When she joined the $441 million-asset Grand Savings, Bartholomew was given the option to work from home, as needed, to avoid having her burn out from a lengthy commute. She typically works from home a couple days each week, which allows her to spend time with her family — including two young sons — that would otherwise be spent idling in her car.
“Having the flexibility to work from home has been a game changer for me,” Bartholomew said. “It’s enabled me to remain present and involved without feeling guilty for not being in the office.”
Banks are slowly warming up to the benefits of telecommuting, particularly as technology and security protocols evolve to make it easier to offer, industry experts said. While customer-facing roles should be based in a branch or office, there is a growing belief that banks must consider telecommuting to attract and retain talent in operational, technology and customer service areas.
There will be a “price to pay” for banks that refuse to implement remote working, as more industries embrace the concept, said Robert Voth, a managing director in Russell Reynolds Associates’ consumer financial services practice.
“They will lose out on a subset of talented workers,” Voth said.
More than half of community bank CEOs who responded to a recent American Bankers Association study said it is difficult to recruit people with the necessary leadership skills. Offering remote working could be critical to attracting the next generation of workers, said Rod Taylor, CEO of Taylor Mead, an executive recruiting and law firm in Atlanta.
Berkshire Hills Bancorp in Boston embraced telecommuting after it expanded outside of western Massachusetts, said Sean Gray, the $12 billion-asset company’s chief operating officer.
“It’s interesting to see the eyes [of job candidates] light up when they hear" that we support telecommuting, Gray said, adding that the move has helped with retention and recruitment. “That has been a deciding factor in our ability to acquire those individuals we would have been in a competitive bid for.”
About 30% of Berkshire's more than 2,000 employees have the ability to telecommute, Gray said.
“I would anticipate that the percentage would increase,” he said.
Larger banks are more apt to offer remote working, industry watchers said. Voth said bigger companies have an easier time retaining employees who don’t live near their headquarters because of brands that often reach more markets.
Take SunTrust Banks in Atlanta, for example. Some of its employees, like those who handle customer calls concerning fraud, are entirely remote. Others have the option to occasionally work remotely.
The $205 billion-asset company recently opened a co-working site in Kennesaw, Ga., about 30 miles north of Atlanta, that is designed to address the city's notoriously bad traffic. Called SunWorks, the space can accommodate up to 100 employees. It was designed with employee feedback, including features like standing desks, outdoor work space and dual monitors, said Amy Collins, director of SunTrust’s CEO office.
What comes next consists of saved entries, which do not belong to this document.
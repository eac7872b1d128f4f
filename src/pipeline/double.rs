//! Blue/green backend rollout:
//! pullOnline -> tagImages -> pushLocal -> checkImage -> deployService ->
//! checkService -> trafficSwitching -> cleanupOldVersion.
//!
//! The live colour in the version ledger advances after the traffic switch
//! succeeds and before the reclaimer touches the previous colour.

use std::sync::Arc;

use tokio_util::sync::CancellationToken;
use tracing::error;

use crate::context::AgentContext;
use crate::errors::AgentError;
use crate::notify::TaskStatus;
use crate::paths::Mode;
use crate::pipeline::{StepRunner, TaskKind, TaskSpec};
use crate::steps::check_image::ImageChecker;
use crate::steps::check_service::ServiceChecker;
use crate::steps::cleanup::VersionCleaner;
use crate::steps::deploy::ServiceDeployer;
use crate::steps::pull::ImagePuller;
use crate::steps::push::ImagePusher;
use crate::steps::tag;
use crate::steps::traffic::TrafficSwitcher;
use crate::tasks::logstore::TaskLogStore;

pub struct DoublePipeline {
    ctx: Arc<AgentContext>,
    logger: Arc<TaskLogStore>,
    runner: StepRunner,
}

impl DoublePipeline {
    pub fn new(
        ctx: Arc<AgentContext>,
        spec: TaskSpec,
        cancel: CancellationToken,
        logger: Arc<TaskLogStore>,
    ) -> Self {
        let ledger_base = ctx.resolver.project_base(&spec.project).ok();
        let runner = StepRunner::new(
            ctx.clone(),
            spec,
            cancel,
            ledger_base,
            TaskKind::Double,
        );
        Self { ctx, logger, runner }
    }

    pub async fn run(&self) -> Result<(), AgentError> {
        let spec = self.runner.spec().clone();
        let cancel = self.runner.cancel_token().clone();
        let resolver = &self.ctx.resolver;

        // Everything up to the cutover targets the next colour.
        let target_colour = self
            .runner
            .prelude(resolver.colour(&spec.project, Mode::Next).await)
            .await?;
        let next_namespace = self
            .runner
            .prelude(resolver.namespace(&spec.project, Mode::Next).await)
            .await?;

        self.logger.write_console(
            "INFO",
            &format!(
                "blue/green rollout targets colour {} (namespace {})",
                target_colour, next_namespace
            ),
        );

        // Service and image derivation belongs to the first step: a missing
        // or empty deployment directory fails with a step notification.
        let puller = ImagePuller::new(self.logger.clone());
        let (next_dir, online, offline) = self
            .runner
            .step(9, "pullOnline", "pull online images", || async {
                let next_dir = resolver.deployment_dir(&spec.project, Mode::Next).await?;
                let services = resolver.services(&next_dir).await?;
                let online = resolver.online_images(&spec.project, &spec.tag, &services);
                let offline = resolver.offline_images(&spec.project, &spec.tag, &services);

                if let Err(e) = puller.clean_project_images(&cancel, &spec.project).await {
                    if e.is_cancelled() {
                        return Err(e);
                    }
                    self.logger.write_step(
                        "pullOnline",
                        "WARNING",
                        &format!("image cleanup failed: {}", e),
                    );
                }
                puller.pull_images(&cancel, &online).await?;
                Ok((next_dir, online, offline))
            })
            .await?;

        self.runner
            .step(10, "tagImages", "tag images", || {
                tag::tag_images(&cancel, self.logger.clone(), &online, &offline)
            })
            .await?;

        let pusher = ImagePusher::new(self.logger.clone());
        self.runner
            .step(11, "pushLocal", "push local images", || {
                pusher.push_images(&cancel, &offline)
            })
            .await?;

        let checker = ImageChecker::new(self.ctx.settings.clone(), self.logger.clone());
        self.runner
            .step(12, "checkImage", "check registry artifacts", || {
                checker.check_images(&cancel, &offline, &spec.project, &spec.tag)
            })
            .await?;

        let deployer = ServiceDeployer::new(self.ctx.settings.clone(), self.logger.clone());
        self.runner
            .step(13, "deployService", "apply service manifests", || {
                deployer.deploy(&cancel, &next_dir, &spec.project, &spec.tag, &spec.category)
            })
            .await?;

        let service_checker = ServiceChecker::new(self.logger.clone());
        self.runner
            .step(14, "checkService", "check service readiness", || {
                service_checker.check_ready(&cancel, &next_namespace)
            })
            .await?;

        let switcher = TrafficSwitcher::new(self.ctx.settings.clone(), self.logger.clone());
        self.runner
            .step(15, "trafficSwitching", "switch traffic", || {
                switcher.switch(&cancel, &next_namespace, &spec.project, target_colour)
            })
            .await?;

        // Cutover done: the applied colour is now live.
        let base = self
            .runner
            .prelude(resolver.project_base(&spec.project))
            .await?;
        if let Err(e) = self.ctx.ledger.set_live_colour(&base, target_colour).await {
            error!("failed to record live colour: {}", e);
        }

        // With the ledger advanced, "next" resolves to the retired colour.
        let old_namespace = self
            .runner
            .prelude(resolver.namespace(&spec.project, Mode::Next).await)
            .await?;
        let old_dir = self
            .runner
            .prelude(resolver.deployment_dir(&spec.project, Mode::Next).await)
            .await?;
        self.logger.write_step(
            "cleanupOldVersion",
            "INFO",
            &format!(
                "live version is {}, reclaiming {} ({})",
                target_colour,
                old_namespace,
                old_dir.display()
            ),
        );

        let cleaner = VersionCleaner::new(self.logger.clone());
        self.runner
            .step(16, "cleanupOldVersion", "reclaim old version", || {
                cleaner.cleanup(&cancel, &old_namespace, &old_dir)
            })
            .await?;

        self.runner.finish(TaskStatus::Complete).await;
        Ok(())
    }
}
“They’re reducing their commute, but they’re also in a SunTrust environment and working among other groups they may never see,” Collins said. “We’re structured in our home campus with marketing on one floor, HR is on another floor, finance is on another floor. In this environment, everyone’s together.”
As bigger banks look to adopt remote options, smaller banks, especially those with limited geography, could struggle to follow suit, Voth said.
“There’s just an inherent struggle in building affinity and loyalty — let alone culture — if an executive and or midlevel manager is in a [place] where there's zero connectivity to the bank,” Voth said.
Some are experimenting on a case-by-case basis nonetheless.
The $212 million-asset NSB Bank in Mason City, Iowa, allows its chairman and IT staff to telecommute.
Similarly, Molly Carpenter, vice president of marketing and public relations at the $440 million-asset FNBC in Ash Flat, Ark., works from home. Carpenter, the daughter of FNBC's chairman, began working remotely when she moved to a more urban part of the state over three hours away.
For banks that want to offer a remote work option, it’s important to invest in tools that will help those employees do their jobs remotely, said Dale Johnson, a managing director at Novantas.
That includes videoconferencing abilities, proper security protocols, paperless workflows and assigned laptops.
“The near-term objective is really to create mobile enablement," Johnson said.
Carpenter said it is easier than she expected to work securely from home. She logs onto a virtual private network from her laptop, and uses software that lets her answer calls through her computer so she could keep the same phone number and extension.
Regulators have warmed up to telecommuting at banks in recent years as technology and firewalls have improved, said Lynn David, CEO of Community Bank Consulting Services.
"We have such a tight employment situation in the U.S. today that you have to do everything possible to attract and retain your high-quality people," David said, adding that more employees, especially in younger generations, want to telecommute.
"It's something that has to be looked at, but you have to make sure you have security covered," David said.